Il lavoratore padre non può richiedere il riposo giornaliero se la madre lavoratrice si trova in astensione obbligatoria o facoltativa, o nel teorico periodo di trattamento economico spettante alla madre dopo il parto, oppure se non si avvale dei riposi perché assente dal lavoro per sospensione da aspettativa, permessi non retribuiti o pause lavorative in caso di rapporto di lavoro nella modalità del part-time verticale.

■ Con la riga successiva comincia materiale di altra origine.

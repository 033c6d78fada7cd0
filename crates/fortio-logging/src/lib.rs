//! Tracing subscriber setup: long-running services get `INFO` by default,
//! one-shot tools get `ERROR` by default, both honor
//! `RUST_LOG`/`LOG_FORMAT`/`NO_COLOR`/`FORTIO_TRACE_FILE`.

use std::{
    env,
    fs::File,
    io,
    sync::LazyLock,
};

use tracing::Level;
use tracing_subscriber::{
    fmt::format::format,
    layer::SubscriberExt,
    util::SubscriberInitExt,
    EnvFilter,
    Layer,
};

static TRACE_FILE: LazyLock<Option<File>> = LazyLock::new(|| {
    let path = env::var("FORTIO_TRACE_FILE").ok()?;
    Some(File::create(&path).unwrap_or_else(|e| panic!("could not create trace file {path}: {e}")))
});

/// Holds the non-blocking file-appender guard alive for as long as logging
/// should keep flushing to `FORTIO_TRACE_FILE`.
pub struct LoggingGuard {
    _file_guard: Option<tracing_appender::non_blocking::WorkerGuard>,
}

/// Call from long-running binaries (the `fortio-cli` load generator itself).
pub fn init_service() -> LoggingGuard {
    init(io::stdout, Level::INFO)
}

/// Call from short-lived tools/tests.
pub fn init_tool() -> LoggingGuard {
    init(io::stderr, Level::ERROR)
}

fn init<W>(writer: W, default_level: Level) -> LoggingGuard
where
    W: Send + Sync + for<'w> tracing_subscriber::fmt::MakeWriter<'w> + 'static,
{
    let no_color = env::var("NO_COLOR").is_ok();
    let fmt_layer = tracing_subscriber::fmt::layer()
        .with_ansi(!no_color)
        .with_writer(writer);
    let fmt_layer = match env::var("LOG_FORMAT").as_deref() {
        Ok("json") => fmt_layer.event_format(format().json()).boxed(),
        Ok("pretty") => fmt_layer.event_format(format().pretty()).boxed(),
        _ => fmt_layer.event_format(format().compact()).boxed(),
    };
    let fmt_layer = fmt_layer
        .with_filter(
            EnvFilter::try_from_default_env().unwrap_or_else(|_| EnvFilter::new(default_level.as_str())),
        )
        .boxed();

    let mut layers = vec![fmt_layer];
    let guard = TRACE_FILE.as_ref().map(|file| {
        let (writer, guard) = tracing_appender::non_blocking(file.try_clone().expect("clone trace file"));
        layers.push(
            tracing_subscriber::fmt::layer()
                .with_writer(writer)
                .with_filter(EnvFilter::from_default_env().add_directive(Level::INFO.into()))
                .boxed(),
        );
        guard
    });

    // Tests in multiple crates may call init() more than once; this is fine,
    // we just keep the first subscriber.
    let _ = tracing_subscriber::registry().with(layers).try_init();

    LoggingGuard { _file_guard: guard }
}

- I permessi per la malattia del bambino: entro i primi 8 anni di vita del bambino è prevista la possibilità per i genitori di astenersi dal lavoro in occasione di una malattia del figlio. Tali permessi sono non retribuiti (salvo che il CCNL – Contratto Collettivo Nazionale di Lavoro applicato dal datore di lavoro, preveda diversamente). Per i primi tre anni di vita sono in numero illimitato e possono essere goduti alternativamente dal padre o dalla madre, mentre fra il terzo e l’ottavo anno sono previsti per un massimo di cinque giorni per ciascun genitore. In ogni caso va presentata al datore di lavoro la relativa certificazione medica a supporto.
Tutte le fattispecie giuridiche che abbiamo analizzato sono istituti che hanno grande impatto positivo sul benessere delle famiglie e sono fondamentali sia a livello culturale che legislativo per aumentare la tutela giuridica dei padri e consentire così una sempre maggiore parità genitoriale nell’accudimento dei figli.